◆ Problem description ◆
Could you transcribe every entry exactly, leaving nothing out?

[Stored items]
_ _ _ _ _ _ _
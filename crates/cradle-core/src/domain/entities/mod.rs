pub mod common;
pub mod metadata;
pub mod package;
pub mod spec;
pub mod template;

pub use common::RelativePath;
pub use metadata::{Metadata, Versions};
pub use package::PackageRecord;
pub use spec::{LibrarySpec, PackageSpec, PackageSpecBuilder};
pub use template::{Helper, HelperSet, TemplateId, TemplateMap, TemplateMapEntry};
_ _ _ _ _ _ _
◆ Exercise response ◆
filename crates/cradle-core/src/domain/entities/mod.rs
pub mod common;
pub mod metadata;
pub mod package;
pub mod spec;
pub mod template;

pub use common::RelativePath;
pub use metadata::{Metadata, Versions};
pub use package::PackageRecord;
pub use spec::{LibrarySpec, PackageSpec, PackageSpecBuilder};
pub use template::{Helper, HelperSet, TemplateId, TemplateMap, TemplateMapEntry};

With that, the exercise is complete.